┌──

use serde::{Deserialize, Serialize};
use std::fmt;

/// Opaque reference to a value resident in the engine (object, function,
/// string or constructed instance).
///
/// The integer is meaningful only to the engine's own handle table.
#[derive(Debug, Clone, Copy, PartialEq, Eq, PartialOrd, Ord, Hash, Serialize, Deserialize)]
#[repr(transparent)]
pub struct ObjectRef(pub u32);

/// Handle naming a native closure registered for inbound calls.
#[derive(Debug, Clone, Copy, PartialEq, Eq, PartialOrd, Ord, Hash, Serialize, Deserialize)]
#[repr(transparent)]
pub struct HostFuncRef(pub u32);

impl fmt::Display for ObjectRef {
    fn fmt(&self, f: &mut fmt::Formatter<'_>) -> fmt::Result {
        write!(f, "#{}", self.0)
    }
}

impl fmt::Display for HostFuncRef {
    fn fmt(&self, f: &mut fmt::Formatter<'_>) -> fmt::Result {
        write!(f, "@{}", self.0)
    }
}
//! The seam every outbound call crosses.
//!
//! On `wasm32` the default boundary is [`ImportedBoundary`], backed by the
//! functions the JavaScript runtime glue provides. Other embedders (and the
//! test harness) install their own implementation per thread with
//! [`install_boundary`].

use crate::args::RawArgs;
use jsbridge_wire::{HostFuncRef, ObjectRef, RawValue};
use std::cell::RefCell;
use std::rc::Rc;

#[cfg(target_arch = "wasm32")]
pub use crate::imports::ImportedBoundary;

/// The engine side of the bridge.
///
/// Every method is synchronous and may re-enter native code through the
/// inbound trampoline before it returns. `Err` carries a value thrown by the
/// engine, still in wire form.
pub trait Boundary {
    /// Call `function` with the engine's default receiver.
    fn call_function(&self, function: ObjectRef, args: RawArgs<'_>) -> Result<RawValue, RawValue>;

    /// Call `function` with `this` bound to `receiver`.
    fn call_function_with_this(
        &self,
        receiver: ObjectRef,
        function: ObjectRef,
        args: RawArgs<'_>,
    ) -> Result<RawValue, RawValue>;

    /// Invoke `constructor` as a constructor.
    ///
    /// Returns an object reference by type: the engine's construct semantics
    /// substitute the implicit receiver whenever the body does not return an
    /// object.
    fn call_new(&self, constructor: ObjectRef, args: RawArgs<'_>) -> Result<ObjectRef, RawValue>;

    /// Create an engine-resident callable that forwards to host function
    /// `handle`.
    fn create_function(&self, handle: HostFuncRef) -> ObjectRef;
}

thread_local! {
    static INSTALLED: RefCell<Option<Rc<dyn Boundary>>> = const { RefCell::new(None) };
}

/// Install `boundary` for the current thread, returning the previous one.
pub fn install_boundary(boundary: Rc<dyn Boundary>) -> Option<Rc<dyn Boundary>> {
    INSTALLED.with(|slot| slot.borrow_mut().replace(boundary))
}

/// Remove the boundary installed on the current thread.
pub fn uninstall_boundary() -> Option<Rc<dyn Boundary>> {
    INSTALLED.with(|slot| slot.borrow_mut().take())
}

/// The boundary outbound calls use on this thread.
///
/// The returned `Rc` is detached from the slot so nested calls can look it
/// up again while an outer call is still in flight.
pub fn current_boundary() -> Rc<dyn Boundary> {
    match INSTALLED.with(|slot| slot.borrow().clone()) {
        Some(boundary) => boundary,
        None => default_boundary(),
    }
}

#[cfg(target_arch = "wasm32")]
fn default_boundary() -> Rc<dyn Boundary> {
    Rc::new(ImportedBoundary)
}

#[cfg(not(target_arch = "wasm32"))]
fn default_boundary() -> Rc<dyn Boundary> {
    jsbridge_wire::violation(jsbridge_wire::BridgeError::NoBoundary)
}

└──

### What you need to do
Could you copy exactly the line containing "jsbridge_wire::violation(jsbridge_wire::BridgeError::NoBoundary)" and each line after it through the end of the records, and nothing else?

### Written response
    jsbridge_wire::violation(jsbridge_wire::BridgeError::NoBoundary)
}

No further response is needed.